床の間(とこのま)とは、日本の住宅の畳の部屋に見られる座敷飾りの一つだそうです。 客間の一角に掛け軸や活けた花を飾る為の空間、ということですが、 私は上座下座の目印になってくれるという点で便利さを感じていました。
月光園のそれぞれのお部屋には床の間に掛け軸と生け花を飾っております。 定期的に生けかえさせていただいているので、今日は今のお花をご紹介します。
南天と小菊はまだ咲いてはおりませんが、 青々とした南天の葉とそろって爽やかですよね。
赤いケイトウ。 私は昔、ケイトウの花から毛糸ができているのだと信じておりました。 今となってはなぜそう思ったのか。 おそらく『ケイトウ』と『毛糸』を聞き間違え、『毛糸の花』だと思ったのでしょう。

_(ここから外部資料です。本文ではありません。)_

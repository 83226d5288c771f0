//! §4.5: resolve a path like `/A/B.jar/C/D.jar/E` when no in-memory context
//! exists yet for any prefix of it, by walking the filesystem to the nearest
//! real file and then recursing into zip streams by longest-prefix match.

use std::{
    io::{Cursor, Read},
    path::{Path, PathBuf},
    time::{Duration, SystemTime},
};

use crate::{
    source::{datetime_to_system_time, is_archive_name_exact, DirSource, RawEntry, StreamSource, ZipSource},
    Error, Invariant, Result,
};

/// The outcome of a partial-path search: a source ready to be wrapped in an
/// `ArchiveContext` (or queried directly, for a single non-archive leaf), and
/// the local path inside it that should become the new context's
/// `rootEntryPath`.
pub enum Resolution {
    /// The suffix named a directory inside a nested zip stream.
    Directory(DirSource),
    /// The suffix named a single non-archive leaf entry.
    Leaf(SingleEntrySource),
    /// The suffix named a nested archive; recurse into it as a context root.
    Archive(StreamSource),
}

/// A source exposing exactly one file entry, for when partial-path search
/// lands on a plain (non-archive) leaf nested inside a zip stream.
pub struct SingleEntrySource {
    name: String,
    bytes: Vec<u8>,
    modified: SystemTime,
}

/// A leaf source has no children of its own; it implements [`ZipSource`] so
/// it can be wrapped in an `ArchiveContext` the same way `FileSource` and
/// `StreamSource` are, with the context's root handler marked a leaf.
impl ZipSource for SingleEntrySource {
    fn acquire(&self) -> Result<()> {
        Ok(())
    }

    fn release(&self) {}

    fn enumerate(&self) -> Result<Vec<RawEntry>> {
        Ok(Vec::new())
    }

    fn open_entry(&self, _entry: &RawEntry) -> Result<Box<dyn Read + Send>> {
        Err(Error::Invariant(Invariant::InvalidName { name: self.name.clone() }))
    }

    fn root_as_stream(&self) -> Result<Box<dyn Read + Send>> {
        Ok(Box::new(Cursor::new(self.bytes.clone())))
    }

    fn size(&self) -> Option<u64> {
        Some(self.bytes.len() as u64)
    }

    fn last_modified(&self) -> SystemTime {
        self.modified
    }

    fn name(&self) -> &str {
        &self.name
    }

    fn exists(&self) -> bool {
        true
    }

    fn delete(&self, _grace: Duration) -> bool {
        false
    }

    fn has_been_modified(&self) -> bool {
        false
    }
}

/// Resolve `path`, an absolute on-disk path that may point past an existing
/// file into entries nested inside zip archives.
pub fn resolve(path: &Path) -> Result<Resolution> {
    let (existing, suffix) = nearest_existing_ancestor(path)?;
    let bytes = std::fs::read(&existing)?;
    resolve_within(&existing, bytes, &suffix)
}

/// Walk `path`'s ancestors until one exists on disk, returning it along with
/// the path's remainder relative to it.
fn nearest_existing_ancestor(path: &Path) -> Result<(PathBuf, String)> {
    let mut current = path.to_path_buf();
    let mut trailer = Vec::new();
    loop {
        if current.as_os_str().is_empty() || current == Path::new("/") {
            return Err(Error::NotFound(path.to_path_buf()));
        }
        if current.exists() {
            let suffix = trailer
                .into_iter()
                .rev()
                .collect::<Vec<_>>()
                .join("/");
            return Ok((current, suffix));
        }
        let name = current
            .file_name()
            .ok_or_else(|| Error::NotFound(path.to_path_buf()))?
            .to_string_lossy()
            .into_owned();
        trailer.push(name);
        current = current
            .parent()
            .ok_or_else(|| Error::NotFound(path.to_path_buf()))?
            .to_path_buf();
    }
}

/// Recurse into `bytes` (the contents of `source_path`, already read into
/// memory) matching `suffix` by longest entry-name prefix, per spec.md §4.5
/// steps 3-4.
fn resolve_within(source_path: &Path, bytes: Vec<u8>, suffix: &str) -> Result<Resolution> {
    let name = source_path
        .file_name()
        .map(|n| n.to_string_lossy().into_owned())
        .unwrap_or_default();

    if suffix.is_empty() {
        // The existing file itself is the target: treat it as an archive root.
        let modified = std::fs::metadata(source_path)
            .and_then(|m| m.modified())
            .unwrap_or(SystemTime::UNIX_EPOCH);
        return Ok(Resolution::Archive(StreamSource::new(name, bytes, modified)?));
    }

    let mut archive = zip::ZipArchive::new(Cursor::new(bytes))
        .map_err(|source| Error::ArchiveFormat { name: name.clone(), source })?;

    // Longest entry name that is `suffix` itself or an ancestor of it (the
    // entry to either resolve directly or recurse into).
    let mut best_match: Option<(String, bool, u64, SystemTime)> = None;
    // Whether any entry is a descendant of `suffix`, meaning `suffix` names
    // an implicit directory the archive never listed explicitly.
    let mut implicit_directory: Option<SystemTime> = None;

    for i in 0..archive.len() {
        let entry = archive
            .by_index(i)
            .map_err(|source| Error::ArchiveFormat { name: name.clone(), source })?;
        let entry_name = entry.name().trim_end_matches('/').to_owned();
        let modified = datetime_to_system_time(entry.last_modified());

        if suffix == entry_name || suffix.starts_with(&format!("{entry_name}/")) {
            let is_better = match &best_match {
                Some((current, ..)) => entry_name.len() > current.len(),
                None => true,
            };
            if is_better {
                best_match = Some((entry_name, entry.is_dir(), entry.size(), modified));
            }
        } else if entry_name.starts_with(&format!("{suffix}/")) && implicit_directory.is_none() {
            implicit_directory = Some(modified);
        }
    }

    let (matched_name, is_dir, size, modified) = match best_match {
        Some(found) => found,
        None => {
            // No entry names `suffix` or an ancestor of it; if something
            // nests under it, `suffix` is a dummy directory the archive
            // never listed, same as `ArchiveContext::synthesize_dummy_parents`.
            let modified = implicit_directory.ok_or_else(|| Error::NotFound(PathBuf::from(suffix)))?;
            return Ok(Resolution::Directory(DirSource::new(suffix.to_owned(), modified)));
        }
    };

    if matched_name == suffix {
        if is_dir {
            return Ok(Resolution::Directory(DirSource::new(matched_name, modified)));
        }
        let mut zip_file = archive
            .by_name(&matched_name)
            .map_err(|source| Error::ArchiveFormat { name: name.clone(), source })?;
        let mut entry_bytes = Vec::with_capacity(size as usize);
        zip_file.read_to_end(&mut entry_bytes)?;

        if is_archive_name_exact(&matched_name) {
            return Ok(Resolution::Archive(StreamSource::new(matched_name, entry_bytes, modified)?));
        }
        return Ok(Resolution::Leaf(SingleEntrySource {
            name: matched_name,
            bytes: entry_bytes,
            modified,
        }));
    }

    // Recurse: the matched entry must itself be a nested archive, since it's
    // a strict prefix of the remaining suffix.
    let mut zip_file = archive
        .by_name(&matched_name)
        .map_err(|source| Error::ArchiveFormat { name: name.clone(), source })?;
    let mut nested_bytes = Vec::with_capacity(size as usize);
    zip_file.read_to_end(&mut nested_bytes)?;

    let remaining = &suffix[matched_name.len() + 1..];
    resolve_within(Path::new(&matched_name), nested_bytes, remaining)
}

あのふわふわとした花が『毛糸の花』という 間違った名前に反しないイメージだったことも理由のひとつかもしれません。 でも、本当に『毛糸の花』だったら、すごく色が限定されてしまいますから、 手芸洋品店には赤や黄色のような明るい色ばかりで、紺などの深い色がなかったことでしょう。 メルヘンチックでかわいいかもしれませんが、目がチカチカしそうです。
定期的に生けかえてそれぞれのお部屋へ飾るこれらのお花たち。 掛け軸共々、和室の雰囲気を彩るものでございます。 月光園をご利用の際にはぜひ、客室や館内様々な場所を彩る姿もお楽しみいただけたらと思います。